You are viewing a plain text version of this content. The canonical link for it is here.
Posted to commits@airflow.apache.org by GitBox <gi...@apache.org> on 2020/10/20 06:53:43 UTC

[GitHub] [airflow] gfelot opened a new issue #11673: Issue with GCS and GCStoGCSOperator when dropping file

gfelot opened a new issue #11673:
URL: https://github.com/apache/airflow/issues/11673


   **Apache Airflow version**: 1.10.9
   
   
   **Environment**:
   
   - **Cloud provider or hardware configuration**: GCP
   - **OS** (e.g. from /etc/os-release): Debian
   
   
   **What happened**:
   
   It has been 2 weeks that I'm facing a strange issue and my DAG. Most of them start like this. A colleague upload manually a file into a GCS bucket, a cloud fonction is triggered at the end to launch from the API an Airflow DAG. The first task of the DAG is to transfert the file from a "landing zone" into a "save zone", then there rest of the DAG continue.
   
   I move the file from bucket A to B with the GoogleCloudStorageToGoogleCloudStorageOperator.

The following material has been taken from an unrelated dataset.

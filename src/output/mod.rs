//! Output module for crawl statistics and the end-of-run summary

pub mod stats;

pub use stats::{print_summary, CrawlCounters, CrawlSummary};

Everything was working since 2 or 3 weeks ago. The oldest DAG is 6 months old and even if we have change some stuff it's on the other part of the DAG, so we never touch that part for long with correct behaviour.
   
   Now, most of the time the first task, the transfert, fail. The file is well moved, but I don't know what happen but I have this error 2 or 3 time in a row if I retry, and the very next try, with the EXACT same file... it's working. I cannot find the factor that gives me this issue. I'm getting crazy.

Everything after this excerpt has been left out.